--- DATA Enclosed Below ---

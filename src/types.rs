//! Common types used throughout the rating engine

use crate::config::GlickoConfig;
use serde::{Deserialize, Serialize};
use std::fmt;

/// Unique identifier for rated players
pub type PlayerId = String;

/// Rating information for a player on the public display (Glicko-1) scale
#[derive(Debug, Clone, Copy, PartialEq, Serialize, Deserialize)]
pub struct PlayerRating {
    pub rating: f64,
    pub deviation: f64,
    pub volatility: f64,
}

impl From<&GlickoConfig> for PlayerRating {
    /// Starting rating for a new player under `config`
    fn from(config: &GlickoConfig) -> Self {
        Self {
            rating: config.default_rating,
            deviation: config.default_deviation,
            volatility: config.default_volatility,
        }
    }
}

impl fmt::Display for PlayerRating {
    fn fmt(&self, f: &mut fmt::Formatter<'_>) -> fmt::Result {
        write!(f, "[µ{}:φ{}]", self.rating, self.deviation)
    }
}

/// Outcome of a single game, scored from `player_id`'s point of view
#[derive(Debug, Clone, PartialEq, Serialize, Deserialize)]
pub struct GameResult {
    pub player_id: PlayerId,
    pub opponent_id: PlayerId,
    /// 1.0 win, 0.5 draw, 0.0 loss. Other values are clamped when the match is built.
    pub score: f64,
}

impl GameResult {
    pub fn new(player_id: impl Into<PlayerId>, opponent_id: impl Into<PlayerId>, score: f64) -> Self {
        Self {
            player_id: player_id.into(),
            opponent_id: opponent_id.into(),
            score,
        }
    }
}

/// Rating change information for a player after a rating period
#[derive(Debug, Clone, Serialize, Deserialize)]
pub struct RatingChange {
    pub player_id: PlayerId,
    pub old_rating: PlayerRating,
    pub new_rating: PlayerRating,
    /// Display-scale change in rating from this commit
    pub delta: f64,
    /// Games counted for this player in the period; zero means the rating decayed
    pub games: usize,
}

--- End of Enclosed DATA ---
--- DATA Enclosed Below ---

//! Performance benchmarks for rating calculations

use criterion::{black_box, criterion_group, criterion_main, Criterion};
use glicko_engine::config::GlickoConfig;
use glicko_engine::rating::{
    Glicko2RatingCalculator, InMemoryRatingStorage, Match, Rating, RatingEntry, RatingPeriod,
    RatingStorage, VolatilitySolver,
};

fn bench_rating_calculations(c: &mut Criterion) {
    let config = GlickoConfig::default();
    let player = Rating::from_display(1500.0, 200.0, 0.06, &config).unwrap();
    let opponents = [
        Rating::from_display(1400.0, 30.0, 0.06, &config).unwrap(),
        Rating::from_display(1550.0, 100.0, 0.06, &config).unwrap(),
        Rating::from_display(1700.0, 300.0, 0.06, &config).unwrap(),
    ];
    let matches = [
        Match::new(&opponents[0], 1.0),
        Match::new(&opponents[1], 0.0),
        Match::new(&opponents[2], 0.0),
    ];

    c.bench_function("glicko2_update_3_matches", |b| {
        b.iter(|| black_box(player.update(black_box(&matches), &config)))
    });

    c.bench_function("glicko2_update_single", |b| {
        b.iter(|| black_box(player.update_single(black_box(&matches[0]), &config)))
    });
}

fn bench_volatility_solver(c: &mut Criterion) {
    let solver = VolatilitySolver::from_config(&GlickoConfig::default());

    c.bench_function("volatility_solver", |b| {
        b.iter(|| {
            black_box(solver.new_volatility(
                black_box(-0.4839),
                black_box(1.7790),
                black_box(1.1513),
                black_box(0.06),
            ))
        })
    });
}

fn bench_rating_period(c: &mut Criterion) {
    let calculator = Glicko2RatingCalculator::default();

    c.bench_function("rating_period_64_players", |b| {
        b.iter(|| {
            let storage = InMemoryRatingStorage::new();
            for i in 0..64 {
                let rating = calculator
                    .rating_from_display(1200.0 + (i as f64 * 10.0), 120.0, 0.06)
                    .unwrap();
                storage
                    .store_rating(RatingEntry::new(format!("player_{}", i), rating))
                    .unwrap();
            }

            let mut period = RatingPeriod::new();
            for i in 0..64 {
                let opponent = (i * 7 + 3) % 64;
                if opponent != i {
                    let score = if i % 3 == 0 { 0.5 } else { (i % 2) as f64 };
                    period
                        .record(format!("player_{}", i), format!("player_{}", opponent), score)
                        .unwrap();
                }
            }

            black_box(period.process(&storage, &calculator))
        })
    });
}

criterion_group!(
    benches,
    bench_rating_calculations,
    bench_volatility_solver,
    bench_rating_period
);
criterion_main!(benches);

--- End of Enclosed DATA ---

WORK INSTRUCTIONS: Among the records above, repeat exactly the line with "let opponent = (i", the line with "criterion_main!(benches);", and every line in between, and only those.

ANSWER BELOW:
                let opponent = (i * 7 + 3) % 64;
                if opponent != i {
                    let score = if i % 3 == 0 { 0.5 } else { (i % 2) as f64 };
                    period
                        .record(format!("player_{}", i), format!("player_{}", opponent), score)
                        .unwrap();
                }
            }

            black_box(period.process(&storage, &calculator))
        })
    });
}

criterion_group!(
    benches,
    bench_rating_calculations,
    bench_volatility_solver,
    bench_rating_period
);
criterion_main!(benches);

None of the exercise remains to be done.